One day her roommate got mad at her and hid her glasses. Chickadee is legally blind without them, so that was a real laugh-riot, as you can imagine. They were found shortly thereafter, but she got in trouble for refusing to proceed to a scheduled activity without them. Because she should just… feel her way there? I’m unclear.
I brought her a couple of magazines, last weekend. Girl’s Life, and one of Monkey’s issue of Games. The former was stolen immediately, with a handful of pages returned to her in shreds. No one bothered with the latter—Chickie reports that several of the girls on her unit can’t read, anyway.
Meanwhile I’m calling, every day. Trying to get someone to call us back. As of last night, my daughter’s hygiene bucket is now locked up in the unit office, because hers is the only one that’s ever pilfered. Apparently she’s the only one with “good” stuff.

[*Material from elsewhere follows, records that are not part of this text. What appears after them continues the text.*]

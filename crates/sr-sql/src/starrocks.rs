//! StarRocks generator overrides
//!
//! StarRocks stores the change-log tables as OLAP primary-key tables. It
//! cannot delete without a predicate, has no `BIT` type, and does not
//! support `ALTER TABLE ... MODIFY` for the widening the standard
//! change-log upgrade path issues. These generators register at
//! [`PRIORITY_DATABASE`] and apply only to the StarRocks dialect.

use sr_core::changelog::LOCK_ROW_ID;
use sr_core::{DialectTag, PRIORITY_DATABASE};

use crate::error::SqlResult;
use crate::generator::{mismatch, GenerateFn, Generator, GeneratorContext};
use crate::params::TableParams;
use crate::sql::Sql;
use crate::statement::{Statement, StatementKind};

/// Storage engine of the change-log tables
pub const ENGINE: &str = "OLAP";

/// Primary key of the lock table
pub const LOCK_TABLE_KEY: &str = "ID";

/// Primary key of the change-log table
pub const CHANGELOG_TABLE_KEY: &str = "ID, AUTHOR, FILENAME";

/// All StarRocks overrides, in registration order.
pub fn generators() -> Vec<Generator> {
    vec![
        starrocks(
            "starrocks_create_lock_table",
            StatementKind::CreateChangeLogLockTable,
            create_lock_table,
        ),
        starrocks(
            "starrocks_create_changelog_table",
            StatementKind::CreateChangeLogTable,
            create_changelog_table,
        ),
        starrocks(
            "starrocks_initialize_lock_table",
            StatementKind::InitializeChangeLogLockTable,
            initialize_lock_table,
        ),
        starrocks(
            "starrocks_lock_changelog",
            StatementKind::LockChangeLog,
            lock_changelog,
        ),
        starrocks(
            "starrocks_unlock_changelog",
            StatementKind::UnlockChangeLog,
            unlock_changelog,
        ),
        starrocks(
            "starrocks_remove_ran_status",
            StatementKind::RemoveChangeSetRanStatus,
            remove_ran_status,
        ),
        starrocks(
            "starrocks_update_checksum",
            StatementKind::UpdateChangeSetChecksum,
            update_checksum,
        ),
        starrocks(
            "starrocks_tag_database",
            StatementKind::TagDatabase,
            tag_database,
        ),
        starrocks(
            "starrocks_modify_data_type",
            StatementKind::ModifyDataType,
            modify_data_type,
        ),
    ]
}

fn starrocks(name: &'static str, kind: StatementKind, generate: GenerateFn) -> Generator {
    Generator {
        name,
        kind,
        dialect: Some(DialectTag::StarRocks),
        priority: PRIORITY_DATABASE,
        generate,
    }
}

fn table_params(ctx: &GeneratorContext<'_>, key: &str) -> TableParams {
    TableParams::new()
        .engine(ENGINE)
        .primary_key(key)
        .properties(ctx.changelog.table_properties.clone())
}

fn create_lock_table(stmt: &Statement, ctx: &GeneratorContext<'_>) -> SqlResult<Vec<Sql>> {
    let Statement::CreateChangeLogLockTable = stmt else {
        return Err(mismatch(StatementKind::CreateChangeLogLockTable, stmt));
    };
    let table = ctx.lock_table();
    let sql = format!(
        "CREATE TABLE IF NOT EXISTS {table} (\
         ID INT NOT NULL, \
         LOCKED TINYINT NOT NULL, \
         LOCKGRANTED DATETIME, \
         LOCKEDBY VARCHAR(255)\
         ){}",
        table_params(ctx, LOCK_TABLE_KEY).generate_sql()
    );
    Ok(vec![Sql::affecting(sql, table)])
}

fn create_changelog_table(stmt: &Statement, ctx: &GeneratorContext<'_>) -> SqlResult<Vec<Sql>> {
    let Statement::CreateChangeLogTable = stmt else {
        return Err(mismatch(StatementKind::CreateChangeLogTable, stmt));
    };
    let table = ctx.changelog_table();
    let sql = format!(
        "CREATE TABLE IF NOT EXISTS {table} (\
         ID VARCHAR(255) NOT NULL, \
         AUTHOR VARCHAR(255) NOT NULL, \
         FILENAME VARCHAR(255) NOT NULL, \
         DATEEXECUTED DATETIME, \
         ORDEREXECUTED BIGINT, \
         EXECTYPE VARCHAR(10), \
         MD5SUM VARCHAR(35), \
         DESCRIPTION VARCHAR(255), \
         COMMENTS VARCHAR(255), \
         TAG VARCHAR(255), \
         LIQUIBASE VARCHAR(20), \
         CONTEXTS VARCHAR(255), \
         LABELS VARCHAR(255), \
         DEPLOYMENT_ID VARCHAR(10)\
         ){}",
        table_params(ctx, CHANGELOG_TABLE_KEY).generate_sql()
    );
    Ok(vec![Sql::affecting(sql, table)])
}

fn initialize_lock_table(stmt: &Statement, ctx: &GeneratorContext<'_>) -> SqlResult<Vec<Sql>> {
    let Statement::InitializeChangeLogLockTable = stmt else {
        return Err(mismatch(StatementKind::InitializeChangeLogLockTable, stmt));
    };
    let table = ctx.lock_table();
    // A bare DELETE is rejected on primary-key tables
    Ok(vec![
        Sql::affecting(format!("DELETE FROM {table} WHERE ID IS NOT NULL"), &table),
        Sql::affecting(
            format!("INSERT INTO {table} (ID, LOCKED) VALUES ({LOCK_ROW_ID}, false)"),
            &table,
        ),
    ])
}

fn lock_changelog(stmt: &Statement, ctx: &GeneratorContext<'_>) -> SqlResult<Vec<Sql>> {
    let Statement::LockChangeLog { host } = stmt else {
        return Err(mismatch(StatementKind::LockChangeLog, stmt));
    };
    let table = ctx.lock_table();
    let sql = format!(
        "UPDATE {table} SET LOCKED = true, LOCKEDBY = {}, LOCKGRANTED = {} \
         WHERE ID = {LOCK_ROW_ID} AND LOCKED = false",
        ctx.dialect.escape_string_literal(&host.lock_holder()),
        ctx.dialect.current_datetime_function(),
    );
    Ok(vec![Sql::affecting(sql, table)])
}

fn unlock_changelog(stmt: &Statement, ctx: &GeneratorContext<'_>) -> SqlResult<Vec<Sql>> {
    let Statement::UnlockChangeLog = stmt else {
        return Err(mismatch(StatementKind::UnlockChangeLog, stmt));
    };
    let table = ctx.lock_table();
    let sql = format!(
        "UPDATE {table} SET LOCKED = false, LOCKEDBY = NULL, LOCKGRANTED = NULL \
         WHERE ID = {LOCK_ROW_ID} AND LOCKED = true"
    );
    Ok(vec![Sql::affecting(sql, table)])
}

fn remove_ran_status(stmt: &Statement, ctx: &GeneratorContext<'_>) -> SqlResult<Vec<Sql>> {
    let Statement::RemoveChangeSetRanStatus { change_set } = stmt else {
        return Err(mismatch(StatementKind::RemoveChangeSetRanStatus, stmt));
    };
    let table = ctx.changelog_table();
    let sql = format!(
        "DELETE FROM {table} WHERE ID = {} AND AUTHOR = {} AND FILENAME = {}",
        ctx.dialect.escape_string_literal(&change_set.id),
        ctx.dialect.escape_string_literal(&change_set.author),
        ctx.dialect.escape_string_literal(&change_set.filename),
    );
    Ok(vec![Sql::affecting(sql, table)])
}

fn update_checksum(stmt: &Statement, ctx: &GeneratorContext<'_>) -> SqlResult<Vec<Sql>> {
    let Statement::UpdateChangeSetChecksum {
        change_set,
        checksum,
    } = stmt
    else {
        return Err(mismatch(StatementKind::UpdateChangeSetChecksum, stmt));
    };
    let table = ctx.changelog_table();
    let sql = format!(
        "UPDATE {table} SET MD5SUM = {} WHERE ID = {} AND AUTHOR = {} AND FILENAME = {}",
        ctx.dialect.escape_string_literal(&checksum.to_string()),
        ctx.dialect.escape_string_literal(&change_set.id),
        ctx.dialect.escape_string_literal(&change_set.author),
        ctx.dialect.escape_string_literal(&change_set.filename),
    );
    Ok(vec![Sql::affecting(sql, table)])
}

fn tag_database(stmt: &Statement, ctx: &GeneratorContext<'_>) -> SqlResult<Vec<Sql>> {
    let Statement::TagDatabase { tag } = stmt else {
        return Err(mismatch(StatementKind::TagDatabase, stmt));
    };
    let table = ctx.changelog_table();
    // No UPDATE ... JOIN; match the latest (DATEEXECUTED, ORDEREXECUTED) pair
    let latest = |column: &str| {
        format!(
            "(SELECT {column} FROM {table} \
             ORDER BY DATEEXECUTED DESC, ORDEREXECUTED DESC LIMIT 1)"
        )
    };
    let sql = format!(
        "UPDATE {table} SET TAG = {} WHERE DATEEXECUTED = {} AND ORDEREXECUTED = {}",
        ctx.dialect.escape_string_literal(tag),
        latest("DATEEXECUTED"),
        latest("ORDEREXECUTED"),
    );
    Ok(vec![Sql::affecting(sql, table)])
}

fn modify_data_type(stmt: &Statement, _ctx: &GeneratorContext<'_>) -> SqlResult<Vec<Sql>> {
    let Statement::ModifyDataType { table, column, .. } = stmt else {
        return Err(mismatch(StatementKind::ModifyDataType, stmt));
    };
    log::debug!("Skipping column type change for {table}.{column} on StarRocks");
    Ok(Vec::new())
}

#[cfg(test)]
#[path = "starrocks_test.rs"]
mod tests;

Chickadee reports that she has two friends on the unit. One is a twelve year old girl whose mother comes to visit, too. It’s funny where you find comfort in a time like this, but her mom and I smile at each other in the dingy little cafeteria during visitation. We are secret allies. Our girls are loved, we are whispering it to them every week, hoping our mere presence reminds them that a better life is waiting for them when they’re well enough to come home. The other friend is also twelve years old… and pregnant. When I gasped, Chickadee’s mouth twisted into a wry half-grin and she added that this child already has a 2-year-old being raised by her mother.
I cried. I couldn’t help it. I don’t even know her. It made my heart hurt.
We talk about moving her someplace else. But the reality is that most residential treatment centers are like this, or they take no insurance or Medicaid at all and cost three times as much.
When I finally got one of her therapists on the phone to discuss the thievery, the nightly crying from Chickadee that her stuff is disappearing, she was unperturbed. “I think that Chickadee likes to latch on to these sorts of things, focus on them and magnify them, as a way to divert attention from the more pressing issues relevant to her treatment,” she said.
On the other end of the phone, I may have rolled my eyes so hard they got stuck. “I agree with you that she is a master of deflection,” I admitted, “But it doesn’t change the fact that THIS IS NOT OKAY. She has a basic right to exist there unmolested, with her belongings intact. How is she supposed to feel like this is a safe space to deal with the scary stuff she needs to address when these things keep happening?” She agreed it was a problem. But half an hour later I hung up unsure about anything actually changing.
It sucks. There’s no better way to put it. You hope that it’s unpleasant enough to give her the motivation to get the hell out of there, but not so unpleasant that she loses all hope and gives up. I’m okay being a squeaky wheel, but at this point I feel like I’ve gone from squeaky to screechy and still, I worry every day about what will happen next. I worry every day she will never forgive us.
And then I take a deep breath, tell her I love her more than anything, and I go buy more Stridex and tampons and make more phone calls.